**Collection entries**
◆ ◆ ◆
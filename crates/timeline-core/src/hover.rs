//! Hover state for year points.
//!
//! Leaving the trigger or the tooltip schedules a dismissal after a short
//! debounce so the pointer can cross the gap between them. Entering the
//! tooltip, or hovering any year, cancels the pending dismissal. There is at
//! most one pending dismissal per hover session.

use std::time::Duration;

use serde::Serialize;
use tokio::time::Instant;
use tracing::debug;

use crate::config::TimelineConfig;
use crate::grouping::YearGroup;
use crate::tooltip::Tooltip;

/// Screen anchor for tooltip placement.
#[derive(Debug, Clone, Copy, PartialEq, Serialize)]
pub struct PointerPosition {
    pub x: f64,
    pub y: f64,
}

impl PointerPosition {
    pub fn new(x: f64, y: f64) -> Self {
        Self { x, y }
    }
}

/// The currently hovered year.
#[derive(Debug, Clone, PartialEq, Serialize)]
pub struct HoverState {
    pub year: i32,
    pub anchor: PointerPosition,
    pub tooltip: Tooltip,
}

/// Tracks the hovered year and its debounced dismissal.
#[derive(Debug, Clone)]
pub struct HoverController {
    config: TimelineConfig,
    state: Option<HoverState>,
    dismiss_at: Option<Instant>,
}

impl HoverController {
    pub fn new(config: TimelineConfig) -> Self {
        Self {
            config,
            state: None,
            dismiss_at: None,
        }
    }

    pub fn debounce(&self) -> Duration {
        self.config.hover_dismiss
    }

    /// Start hovering a year; replaces any previous hover session.
    pub fn hover(&mut self, group: &YearGroup<'_>, anchor: PointerPosition) -> &HoverState {
        self.dismiss_at = None;
        debug!(year = group.year, "Hovering year");
        self.state.insert(HoverState {
            year: group.year,
            anchor,
            tooltip: Tooltip::for_group(group, &self.config),
        })
    }

    /// The pointer left the year point.
    pub fn leave_trigger(&mut self) {
        self.schedule_dismiss();
    }

    /// The pointer entered the tooltip itself.
    pub fn enter_tooltip(&mut self) {
        if self.dismiss_at.take().is_some() {
            debug!("Cancelled pending tooltip dismissal");
        }
    }

    /// The pointer left the tooltip.
    pub fn leave_tooltip(&mut self) {
        self.schedule_dismiss();
    }

    fn schedule_dismiss(&mut self) {
        if self.state.is_some() {
            self.dismiss_at = Some(Instant::now() + self.config.hover_dismiss);
        }
    }

    /// Close the tooltip immediately.
    pub fn dismiss(&mut self) {
        self.state = None;
        self.dismiss_at = None;
    }

    /// Apply a due dismissal. Returns true if the tooltip was closed.
    pub fn poll(&mut self) -> bool {
        match self.dismiss_at {
            Some(deadline) if Instant::now() >= deadline => {
                debug!("Tooltip dismissed after debounce");
                self.dismiss();
                true
            }
            _ => false,
        }
    }

    /// Wait for the pending dismissal, if any, and apply it.
    ///
    /// Returns false right away when nothing is pending.
    pub async fn settle(&mut self) -> bool {
        let Some(deadline) = self.dismiss_at else {
            return false;
        };
        tokio::time::sleep_until(deadline).await;
        self.poll()
    }

    pub fn hovered(&self) -> Option<&HoverState> {
        self.state.as_ref()
    }

    pub fn pending_dismiss(&self) -> Option<Instant> {
        self.dismiss_at
    }
}

impl Default for HoverController {
    fn default() -> Self {
        Self::new(TimelineConfig::default())
    }
}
◆ ◆ ◆
**WHAT TO DO**
Only the number is wanted: how many lines above include the word "Returns"?

**TASK RESPONSE**
2